The tissues for estimation of antioxidant parameters were stored in 154 mM NaCl and Tris-Hepes buffer (5 mM, pH 7.5) maintained at − 4 °C. The tissues were then homogenized using Thomas PA glass-Teflon homogenizer (5 pulses, 4 °C). High speed Ultra-Turrex Kunkel homogenizer, Jake & Kunkel GMBH (3 pulses, 30 s intervals) was used for further homogenization of homogenates. The total-SH groups and GSH levels were estimated in the homegenates through yellowish color produced during the reaction with 5,5′-dithiobisnitrobenzoic acid by methods illustrated by Sedlak and Lindsay (1968) and Jollow et al. (1974), respectively. In each preparation, kidney, liver and pancreas tissues from two mice from each group were pooled so in all 12 mice were taken.

Estimation of enzymatic antioxidant parameters

For superoxide dismutase (SOD) estimation, pyrogallol auto-oxidation methodology by Marklund and Marklund (1974) was utilized, where alteration in absorbance was recorded at 412 nm with specific activity expressed in units mg−1 of protein. The activity of catalase (CAT) was estimated by the method proposed by Aebi (1984), where change in absorbance was read at 240 nm for 180 s with activity reported as nmol of H2O2 exhausted mg−1 of protein min−1. In each preparation, kidney, liver and pancreas tissues from two mice from each group were pooled so in all 12 mice were taken.

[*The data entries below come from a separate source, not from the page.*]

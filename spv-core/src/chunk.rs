use header_types::Header;

use crate::error::{CoreError, CoreResult};
use crate::retarget::target_for;
use crate::store::HeaderStore;

/// Validates and persists one 2016-header epoch fetched in bulk.
///
/// `raw` is the flat 80-byte-record concatenation for the epoch
/// (nominally `2016 * 80` bytes; the final epoch of a chain may be
/// shorter). Every header is checked against the epoch's single
/// expected `(bits, target)` pair, its own proof of work, and its link
/// to the previous header before anything is written; a failure midway
/// through the epoch discards the whole batch rather than persisting a
/// partially-verified prefix.
pub fn verify_and_store_chunk(
    store: &HeaderStore,
    epoch_index: u64,
    raw: &[u8],
) -> CoreResult<()> {
    if raw.len() % Header::SIZE != 0 {
        return Err(CoreError::ChunkInvalid {
            epoch: epoch_index,
            reason: format!("length {} is not a multiple of {}", raw.len(), Header::SIZE),
        });
    }
    let count = raw.len() / Header::SIZE;
    if count == 0 {
        return Err(CoreError::ChunkInvalid {
            epoch: epoch_index,
            reason: "empty chunk".to_string(),
        });
    }

    let base_height = epoch_index * 2016;
    let mut headers = Vec::with_capacity(count);
    for i in 0..count {
        let start = i * Header::SIZE;
        let mut header = Header::deserialize(&raw[start..start + Header::SIZE])
            .map_err(CoreError::MalformedHeader)?;
        header.block_height = base_height + i as u64;
        headers.push(header);
    }

    let (expected_bits, _expected_target) = target_for(epoch_index, store, &headers)?;

    let mut prev_hash = if base_height == 0 {
        None
    } else {
        let prev = store.read(base_height - 1)?.ok_or_else(|| CoreError::ChunkInvalid {
            epoch: epoch_index,
            reason: format!("predecessor header at height {} missing", base_height - 1),
        })?;
        Some(prev.hash())
    };

    for header in &headers {
        if header.bits != expected_bits {
            return Err(CoreError::ChunkInvalid {
                epoch: epoch_index,
                reason: format!(
                    "header at height {} carries bits {:#010x}, expected {:#010x}",
                    header.block_height, header.bits, expected_bits
                ),
            });
        }
        if !header.meets_target() {
            return Err(CoreError::ChunkInvalid {
                epoch: epoch_index,
                reason: format!(
                    "header at height {} does not meet its target",
                    header.block_height
                ),
            });
        }
        if let Some(expected_prev) = prev_hash {
            if header.prev_block_hash != expected_prev {
                return Err(CoreError::ChunkInvalid {
                    epoch: epoch_index,
                    reason: format!(
                        "header at height {} does not link to its predecessor",
                        header.block_height
                    ),
                });
            }
        }
        prev_hash = Some(header.hash());
    }

    store.write_chunk(epoch_index, raw)?;
    log::info!(
        target: "chunk",
        "stored epoch {epoch_index} ({count} headers, bits {expected_bits:#010x})"
    );
    Ok(())
}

Estimation of liver and kidney function markers in serum

All estimations were carried forward using the available commercial kit (Span Diagnostics, India). The reaction of DNPH with oxaloacetate was used to estimate aspartate transaminase (AST) by the method of Reitman and Frankel (1957), where the absorbance of brown colored product, hydrazone was read at 505 nm. The reaction of DNPH with pyruvate was used to estimate alanine transaminase (ALT) by similar method with same product as AST estimation measured at 505 nm (Farooqui et al. 2017). The estimation of alkaline phosphatase (ALP) is based on the reaction of phenyl phosphate to give by-products inorganic phosphate and phenol, finally resulting in an orange–red complex after reaction of phenol with potassium ferricyanide (Kind and King 1954). For estimation of urea levels in serum samples, commercially available kit (Span Diagnostics, India) was used. The urea levels were assessed in mg dL−1 of the sample.

Histopathological studies

The histopathological slides of liver, kidney, and pancreas were prepared as per the protocol of Gray (1954) with required modification by Ahmad et al. (2018). After sacrificing the mice, the liver, kidney, and pancreas were taken out, cut into slices and left in Bouin’s fluid for 24 h. Then the slices were dehydrated in graded alcohol (30%, 50%, 70%, 90% and absolute alcohol) for 5 min each. The slices were then cleaned by sequential incubation in 70/30% and 30/70% of ethanol/xylene for 5 min each and finally cleaned in xylene for 10 min. The slices were then embedded in mixture of paraffin and was (3:1). The slices were then cast in blocks and sections of about 5 μm were cut with microtome (Labotech, Rotary type). The section ribbon were then placed over glass slide (rubbed with a layer of glycerin and albumin, 1:1) and placed on a hot plate (40–45 °C). The treatment of slides was carried in xylene for 5 min and further rehydrated with a series of graded alcohol. Finally, the slides were stained in haematoxylin–eosin (H–E) and examined under light microscope (Nikon, Japan).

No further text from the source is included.